Did you know that having an aligned sales and marketing team can directly impact your sales efforts and improve your revenue generation success?
Those are some pretty big numbers and I’ll bet they got your attention. In this blog, we will share some real-life examples of how our clients are successfully breaking down the barriers between marketing and sales (and even other departments across the organization) to improve their selling programs.
1. Incorporating Marketing Activities into Your Selling Efforts
The pandemic created some advantages and disadvantages for our outreach on behalf of clients. We found in several instances that, while our target audience was easier to engage, our ability to book meetings was challenging. The feedback we received was that the pandemic was creating too many unknowns and so our contacts were hesitant to commit to meet. Here’s how we turned that challenge into opportunity for one client.
During a regularly scheduled client update meeting, we learned of a virtual demo day their marketing team was hosting and pivoted our outreach program to capitalize on it. ML’s Michelle Haarde, Director of Client Services, explains “The event was extremely well run and post event our conversion of leads to booked sales meetings increased 33%. That was almost double what had been booked in the 10 months prior.”

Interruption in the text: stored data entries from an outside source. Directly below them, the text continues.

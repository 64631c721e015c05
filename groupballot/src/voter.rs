use crate::*;
use ed25519_dalek::{PublicKey, SecretKey};
use log::warn;
use std::collections::HashMap;

/// A participant's local state: signing key, beacon contribution, private key-exchange values
/// and the vote itself. Nothing here is ever written to the ledger in the clear.
///
/// Methods that act on the election return signed transactions for the caller to submit.
pub struct Voter {
    secret: SecretKey,
    public: PublicKey,
    election: Identifier,
    vote: Option<usize>,
    commit_value: Option<Vec<u8>>,
    dh_privates: HashMap<Identifier, DhPrivate>,
}

impl Voter {
    /// Create a voter with a fresh identity
    pub fn new(election: Identifier) -> Self {
        let (secret, public) = generate_keypair();
        Voter::from_secret(election, secret)
    }

    pub fn from_secret(election: Identifier, secret: SecretKey) -> Self {
        let public = PublicKey::from(&secret);
        Voter {
            secret,
            public,
            election,
            vote: None,
            commit_value: None,
            dh_privates: HashMap::new(),
        }
    }

    pub fn id(&self) -> VoterId {
        VoterId::from(&self.public)
    }

    pub fn public_key(&self) -> PublicKey {
        self.public
    }

    pub fn election(&self) -> Identifier {
        self.election
    }

    pub fn vote(&self) -> Option<usize> {
        self.vote
    }

    #[cfg(test)]
    pub(crate) fn secret_for_tests(&self) -> &SecretKey {
        &self.secret
    }

    pub fn register(&self) -> Result<Signed<RegistrationTransaction>, Error> {
        let tx = RegistrationTransaction::new(self.election, self.public);
        Signed::sign(&self.secret, tx)
    }

    /// Commit to a fresh random beacon contribution
    pub fn commit(&mut self) -> Result<Signed<CommitmentTransaction>, Error> {
        let value = random_bytes().to_vec();
        let tx = CommitmentTransaction::new(self.election, self.public, commitment_hash(&value));
        let signed = Signed::sign(&self.secret, tx)?;
        self.commit_value = Some(value);
        Ok(signed)
    }

    pub fn reveal(&self) -> Result<Signed<RevealTransaction>, Error> {
        let value = self.commit_value.clone().ok_or(Error::NothingToReveal)?;
        let tx = RevealTransaction::new(self.election, self.public, value);
        Signed::sign(&self.secret, tx)
    }

    /// Choose the option to vote for. A vote can only be chosen once.
    pub fn choose<S: Store>(&mut self, store: &S, option: usize) -> Result<(), Error> {
        if self.vote.is_some() {
            return Err(Error::AlreadyVoted);
        }
        let election = store.get_election(self.election).map_err(ValidationError::from)?;
        if option >= election.num_options() {
            return Err(Error::NoSuchOption(option));
        }
        self.vote = Some(option);
        Ok(())
    }

    /// The other members of this voter's group
    pub fn group_peers<S: Store>(&self, store: &S) -> Result<Vec<VoterId>, Error> {
        let me = self.id();
        let grouping = Grouping::load(store, self.election)?;
        let members = grouping
            .members_of(&me)
            .ok_or(ValidationError::NotRegistered(me))?;
        Ok(members.iter().filter(|v| **v != me).copied().collect())
    }

    /// Open the edge to a peer
    pub fn deploy_edge(&self, peer: VoterId) -> Result<Signed<EdgeTransaction>, Error> {
        let tx = EdgeTransaction::new(self.election, self.public, peer);
        Signed::sign(&self.secret, tx)
    }

    /// Contribute to the key exchange on the edge to a peer.
    ///
    /// The private value for the edge is created on the first call and reused afterwards.
    pub fn transmit_a<S: Store>(
        &mut self,
        store: &S,
        peer: VoterId,
    ) -> Result<Signed<KeyContributionTransaction>, Error> {
        let edge = Edge::load(store, self.election, self.id(), peer)?;

        let public_value = match self.dh_privates.get(&edge.id) {
            Some(private) => private.public(),
            None => {
                let (private, public) = generate_a(&random_bytes())?;
                self.dh_privates.insert(edge.id, private);
                public
            }
        };

        let tx = KeyContributionTransaction::new(edge.id, self.public, public_value);
        Signed::sign(&self.secret, tx)
    }

    /// The secret shared with a peer, once both sides contributed
    pub fn shared_secret<S: Store>(&self, store: &S, peer: VoterId) -> Result<SharedSecret, Error> {
        let me = self.id();
        let edge = Edge::load(store, self.election, me, peer)?;
        let peer_public = edge.peer_contribution(&me)?;
        let private = self
            .dh_privates
            .get(&edge.id)
            .ok_or(Error::MissingPrivateValue(edge.id))?;
        Ok(generate_ab(private, &peer_public))
    }

    /// Encrypt this voter's vote for a peer
    pub fn send_vote<S: Store>(
        &self,
        store: &S,
        peer: VoterId,
    ) -> Result<Signed<EncryptedVoteTransaction>, Error> {
        let vote = self.vote.ok_or(Error::NoVoteChosen)?;
        let secret = self
            .shared_secret(store, peer)
            .map_err(|_| ValidationError::NoSharedSecret(self.id(), peer))?;
        let ciphertext = encrypt_vote(&secret, self.election, &self.id(), &peer, vote)?;

        let tx = EncryptedVoteTransaction::new(self.election, self.public, peer, ciphertext);
        Signed::sign(&self.secret, tx)
    }

    /// Decrypt the vote a peer sent to this voter
    pub fn read_vote<S: Store>(&self, store: &S, peer: VoterId) -> Result<usize, Error> {
        let me = self.id();
        let sent = EncryptedVoteTransaction::load(store, self.election, &peer, &me)?;
        let secret = self.shared_secret(store, peer)?;
        decrypt_vote(&secret, self.election, &peer, &me, &sent.ciphertext)
    }

    /// Count this voter's own vote and every vote its peers sent it
    pub fn tally_group<S: Store>(&self, store: &S) -> Result<LocalTally, Error> {
        let vote = self.vote.ok_or(Error::NoVoteChosen)?;
        let election = store.get_election(self.election).map_err(ValidationError::from)?;

        let mut tally = LocalTally::new(election.num_options());
        tally.count(self.id(), vote);

        for peer in self.group_peers(store)? {
            match self.read_vote(store, peer) {
                Ok(option) => {
                    tally.count(peer, option);
                }
                Err(Error::Validation(e)) => {
                    warn!("no vote from {}: {}", peer, e);
                    tally.missing.push(peer);
                }
                Err(Error::MissingPrivateValue(_)) => {
                    warn!("no key exchange with {}", peer);
                    tally.missing.push(peer);
                }
                Err(e) => {
                    warn!("vote from {} rejected: {}", peer, e);
                    tally.rejected.push(peer);
                }
            }
        }

        Ok(tally)
    }

    /// Broadcast a group count
    pub fn broadcast_group_total(
        &self,
        tally: &LocalTally,
    ) -> Result<Signed<GroupTotalTransaction>, Error> {
        let tx = GroupTotalTransaction::new(self.election, self.public, tally.totals.clone());
        Signed::sign(&self.secret, tx)
    }
}

impl std::fmt::Debug for Voter {
    fn fmt(&self, f: &mut std::fmt::Formatter) -> std::fmt::Result {
        f.debug_struct("Voter")
            .field("id", &self.id())
            .field("election", &self.election)
            .finish()
    }
}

By first offering participation in a thought leadership event versus a sales meeting, our contacts were more willing to engage with us. Because the virtual demo day was so well done, it helped build the participants’ trust, making them more willing post event to have a conversation with the sales team.
Another example of successful integration of marketing activity into the selling effort comes from one of our clients which provides an executive peer group forum for CEOs. This client authors a variety of thought leadership content which they heavily promote through LinkedIn campaigns. The leads that are generated from the campaigns are then passed to the ML team to prequalify and move forward in the lead funnel. Because of the high quality of the content offerings and the speed of follow-up outreach to those who downloaded, we have had great success converting the leads into sales opportunities. We’ve been converting an average of 17% of the leads to opportunities and the client closed four deals in the first year.

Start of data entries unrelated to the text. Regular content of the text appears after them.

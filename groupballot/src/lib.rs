//! Privacy-preserving group voting over a shared, publicly readable, transaction-ordered ledger.
//!
//! Voters are shuffled into near-equal groups using a seed produced by a commit-reveal randomness
//! beacon (plus one value from an external oracle). Inside a group every pair of voters runs an
//! X25519 key exchange, exchanges AES-GCM encrypted votes, and each voter broadcasts the totals of
//! its group. Anyone can then fold the group totals into a global result.
//!
//! Every participant call is a [`Signed`] transaction, validated against a [`Store`] before it is
//! appended. Only the private key-exchange values and the votes themselves stay with the
//! participant (see [`Voter`]).

#[macro_use]
extern crate serde;

mod authority;
mod beacon;
mod commitment;
mod distribution;
mod election;
mod error;
mod key_exchange;
mod oracle;
mod phase;
mod registration;
mod serde_hex;
mod shuffle;
mod store;
mod tally;
mod transaction;
mod util;
mod vote;
mod vote_cipher;
mod voter;

pub use authority::*;
pub use beacon::*;
pub use commitment::*;
pub use distribution::*;
pub use election::*;
pub use error::*;
pub use key_exchange::*;
pub use oracle::*;
pub use phase::*;
pub use registration::*;
pub use serde_hex::*;
pub use shuffle::*;
pub use store::*;
pub use tally::*;
pub use transaction::*;
pub use util::*;
pub use vote::*;
pub use vote_cipher::*;
pub use voter::*;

Speaking of LinkedIn Campaigns, our partner, Databox, has a really good article that offers ten tips for running successful campaigns we recommend you read to learn more about this very successful lead generation tactic.
2. The Medium as a Selling tool
It’s important to have a variety of content formats to offer your target audience and video is one medium that can be very effective. For one client, we were starting to see a drop off in engagement with their written format materials. Through our relationship with the head of sales, we were able to share our insights with their marketing team. Marketing then incorporated our recommendations into their Content Strategy, creating a short “explainer video”.
We then conducted an A/B test, to evaluate whether written or video content would perform better.
We created two email sequences, each split out into two offers... one for the video, and one for the written piece. With the first email sequence, the open rates between the two versions were about the same, but the click thru rate on the email that included the embedded video was 6 times higher than the one without!
We then sent the second email in the sequence. The open rate on the email without the video dropped substantially to less than half of the first email’s open rate while the email that contained the video achieved a similar open rate as the first email, but the click thru rate increased another 50% from the first email.
Clearly, for this particular audience, video was the more successful medium.
3. Don’t Forget Your Channel Partners
We often see opportunities for companies to leverage their channel partners. We work with a Value-Added Reseller who receives leads via their direct relationship with a software publisher. The ML team vetted the leads and over a period of 18 months converted 22% into 27 sales opportunities.
Your partnerships are often a great source of materials that can benefit your target audience, especially if your partner is a well-respected brand. At ML, we are quick to share non-salesy, partner-created information that our readers will benefit from. HubSpot is a great example of a leader in its field. We are a HubSpot Platinum Solutions Partner and are quick to share any content they generate that is specific to Account Based Selling as this supports ML’s philosophy to be customer-centric.
By sharing these best-in-class materials, our reader gains valuable knowledge, and we build trust by demonstrating that we understand their issues and want to share relevant information.
4. Third Party Thought Leaders Like Analysts and Industry Experts
Similar to your partners, third party experts create an array of high-quality materials that, when shared, can again build trust and show that you understand your customer’s industry and the challenges they face. If you have an analyst or PR team, speak to them about their programs and leverage what they are doing. Even if you don’t, you can still research and share high quality materials, but be sure to cite the source properly!
The key to breaking down silos across your organization to drive revenue is, in almost every case, communication. By regularly engaging and sharing information with the various lines of business, you will almost certainly uncover new tools that can strengthen your sales efforts, usually at little or no additional cost! But it’s also important to then be intentional about what you share and how you approach your audience.